Caley thought for a moment. “Look,” he then said. “She was a pretty scatty individual. I gather she was sleeping on deck or trying to sleep. She said she suffered from insomnia. My God, if she did it was fully orchestrated but that’s by the way. Suppose in the dead of night she was awake and suppose she took a hike along the tow-path in her navy pi-jams and her magenta gown with her bit of Fabergé tat around her neck? Grotesque it may sound but it would be entirely in character.”
“How,” Alleyn said, “do you know it was Fabergé, Mr Bard?”

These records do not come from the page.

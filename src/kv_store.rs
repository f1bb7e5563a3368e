//! `KeyValueStore`: external collaborator for persisted engine state.
//!
//! The engine never implements its own settings storage; this module
//! defines only the trait contract it relies on, plus an in-memory
//! reference implementation used by the CLI and the test suite. A real
//! deployment plugs in a platform keystore/settings backend.

use std::collections::BTreeMap;

use async_trait::async_trait;
use parking_lot::Mutex;

/// The fixed namespace every key the engine reads/writes lives under; the
/// engine never scans outside it.
pub const ENGINE_NAMESPACE: &str = "sync_engine/";

#[async_trait]
pub trait KeyValueStore: Send + Sync {
    async fn get(&self, key: &str) -> Option<String>;
    async fn set(&self, key: &str, value: &str);
    /// Remove every key under `prefix`.
    async fn remove(&self, prefix: &str);
    /// Flush to durable storage, if the backend buffers writes.
    async fn sync(&self);
}

/// Namespaced key helpers for the engine's persisted-state table.
pub mod keys {
    use super::ENGINE_NAMESPACE;

    pub fn device_id() -> String {
        format!("{ENGINE_NAMESPACE}device_id")
    }
    pub fn refresh_token() -> String {
        format!("{ENGINE_NAMESPACE}auth/refresh_token")
    }
    pub fn expires_at() -> String {
        format!("{ENGINE_NAMESPACE}auth/expires_at")
    }
    pub fn email() -> String {
        format!("{ENGINE_NAMESPACE}auth/email")
    }
    pub fn table_last_sync(table: &str) -> String {
        format!("{ENGINE_NAMESPACE}tables/{table}/last_sync")
    }
}

/// Read the persisted device id, generating and persisting a fresh one the
/// first time the engine runs against a given `KeyValueStore`.
pub async fn ensure_device_id(kv: &dyn KeyValueStore) -> String {
    if let Some(existing) = kv.get(&keys::device_id()).await {
        return existing;
    }
    let fresh = uuid::Uuid::new_v4().to_string();
    kv.set(&keys::device_id(), &fresh).await;
    fresh
}

/// In-memory `KeyValueStore`, for tests and the CLI's standalone mode.
#[derive(Default)]
pub struct MemoryKeyValueStore {
    inner: Mutex<BTreeMap<String, String>>,
}

impl MemoryKeyValueStore {
    pub fn new() -> Self {
        Self::default()
    }
}

#[async_trait]
impl KeyValueStore for MemoryKeyValueStore {
    async fn get(&self, key: &str) -> Option<String> {
        self.inner.lock().get(key).cloned()
    }

    async fn set(&self, key: &str, value: &str) {
        self.inner.lock().insert(key.to_string(), value.to_string());
    }

    async fn remove(&self, prefix: &str) {
        self.inner.lock().retain(|k, _| !k.starts_with(prefix));
    }

    async fn sync(&self) {}
}

#[cfg(test)]
mod tests {
    use super::*;

    #[tokio::test]
    async fn ensure_device_id_is_stable_across_calls() {
        let store = MemoryKeyValueStore::new();
        let first = ensure_device_id(&store).await;
        let second = ensure_device_id(&store).await;
        assert_eq!(first, second);
    }

    #[tokio::test]
    async fn remove_only_clears_matching_prefix() {
        let store = MemoryKeyValueStore::new();
        store.set(&keys::table_last_sync("trips"), "2024-01-01").await;
        store.set(&keys::device_id(), "abc").await;

        store.remove(&format!("{ENGINE_NAMESPACE}tables/")).await;

        assert_eq!(store.get(&keys::table_last_sync("trips")).await, None);
        assert_eq!(store.get(&keys::device_id()).await, Some("abc".to_string()));
    }
}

“Because, for God’s sake, she told me. When we thundered about the Crossdyke ruins, butterfly hunting. I dare say she told everybody. She was scatty as a hen, poor wretch.”
“Well?”
“Well, and suppose she met an unsavoury character who grabbed the bauble and when she cut up rough, throttled her and shoved her in the river?”
“First collecting her suitcase from her cabin in the Zodiac?”
“Damn!” said Caley. “You would bring that up, wouldn’t you.”
“All the same,” Alleyn said, turning to the group round the table, “we can’t overlook the possibility of interference of some sort from outside.”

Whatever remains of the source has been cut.